About 20 school districts have adopted new staffing models known collectively as Opportunity Culture, each designed to maximize the impact of great teachers. In these districts, excellent teachers are given opportunities to reach to more students through leading a team of teachers or using class time and technology in innovative ways.
Makes sense, but does it work? Thanks to a recent study from Ben Backes and Michael Hansen, the first bit of evidence is in.
Using data from three school districts, the authors find impressive gains for the most popular model under the Opportunity Culture umbrella, the multi-classroom leadership model. In this model, teams of teachers work under one great teacher. The hypothesis is that schools can expand the impact of their best teachers from one classroom to multiple classrooms, provided the great teacher is calling the shots on such issues as the pace of learning, setting high expectations, and organizing how teachers and students spend their time. In theory, an exemplary teacher leading a team of three teachers goes from impacting 25 students to impacting 75 to 100 students. And expand the impact, it does, at least in mathematics.
The difference in student growth between students in these Opportunity Culture classrooms and regular classrooms in math, however, was as much as is typically achieved when students are assigned to teachers in the upper quartile of performance instead of just average. Even the superstar teacher appeared to maximize her impact with her own immediate students, with students performing 28 percent of a standard deviation better compared to students in regular classrooms. These are exceptional gains that should place districts' adoption of Opportunity Culture on an accelerated growth track.

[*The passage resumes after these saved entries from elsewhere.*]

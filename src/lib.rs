//! # aadhaar-qr
//!
//! Extract the identity fields encoded in the QR code of a password-protected
//! e-Aadhaar PDF.
//!
//! ## Why several strategies?
//!
//! No single PDF rasteriser opens every e-Aadhaar file: some builds of a tool
//! cannot handle the encryption, some machines lack the tool entirely. This
//! crate tries up to four rendering strategies in order and stops at the
//! first page of the first strategy that yields a decodable QR code.
//!
//! ## Pipeline Overview
//!
//! ```text
//! PDF + password
//!  │
//!  ├─ 1. Input       check the file exists
//!  ├─ 2. Render      S1 pdfium → S2 pdftoppm → S3 gs/magick → S4 pdftk/qpdf + pdftoppm
//!  ├─ 3. Normalise   greyscale, contrast stretch, sharpen
//!  ├─ 4. Decode      rqrr, first symbol wins
//!  ├─ 5. Parse       key="value" attributes, base64 values decoded
//!  └─ 6. Cleanup     request-scoped temp files removed on every path
//! ```
//!
//! ## Quick Start
//!
//! ```rust,no_run
//! use aadhaar_qr::{extract, ExtractionConfig};
//!
//! #[tokio::main]
//! async fn main() -> Result<(), Box<dyn std::error::Error>> {
//!     let config = ExtractionConfig::default();
//!     let record = extract("eaadhaar.pdf", "KASH2005", &config).await?;
//!     println!("{}", record.name.as_deref().unwrap_or("-"));
//!     println!("{}", record.format_address());
//!     Ok(())
//! }
//! ```
//!
//! ## Feature Flags
//!
//! | Feature | Default | Description |
//! |---------|---------|-------------|
//! | `cli`   | on      | Enables the `aadhaar-qr` binary (clap + indicatif + anyhow + tracing-subscriber) |
//!
//! Disable `cli` when using only the library:
//! ```toml
//! aadhaar-qr = { version = "0.1", default-features = false }
//! ```
//!
//! ## External backends
//!
//! | Strategy | Needs | Override |
//! |----------|-------|----------|
//! | pdfium   | pdfium shared library | `PDFIUM_LIB_PATH` |
//! | poppler  | `pdftoppm` | `AADHAAR_QR_PDFTOPPM_PATH` |
//! | system   | `gs` or `magick` | `AADHAAR_QR_GS_PATH`, `AADHAAR_QR_MAGICK_PATH` |
//! | decrypt  | `pdftk` or `qpdf`, plus `pdftoppm` | `AADHAAR_QR_PDFTK_PATH`, `AADHAAR_QR_QPDF_PATH` |
//!
//! A missing backend only skips its strategy.

// ── Modules ──────────────────────────────────────────────────────────────

pub mod config;
pub mod error;
pub mod extract;
pub mod pipeline;
pub mod progress;
pub mod record;

// ── Re-exports ───────────────────────────────────────────────────────────

pub use config::{ExtractionConfig, ExtractionConfigBuilder, StrategyKind, ToolPaths};
pub use error::{AadhaarQrError, PageError, ParseError, RenderError};
pub use extract::{extract, extract_sync, extract_to_file, install_help, Extractor};
pub use pipeline::decode::{QrDecoder, RqrrDecoder};
pub use pipeline::parse::parse_payload;
pub use progress::{ExtractionProgressCallback, NoopProgressCallback, ProgressCallback};
pub use record::IdentityRecord;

However, for reading, some of the statistical models found significant, positive effects of Opportunity Culture, but the preferred model found no effect.
The results weren't nearly as impressive for another one of the Opportunity Culture models, essentially a blended learning model. Under this model, classrooms are re-envisioned as a series of learning stations, some of which use newer technology, to allow a teacher to focus on the most critical pieces of instruction, while support professionals under her supervision assist students. Student learning in these blended learning model classrooms remained similar in mathematics but was actually worse in reading by as much as 15 percent of a standard deviation compared to students in regular classrooms. While the reading results weren't statistically significant in all of the models, skeptics of the big push for blended learning have a new arrow in their quiver.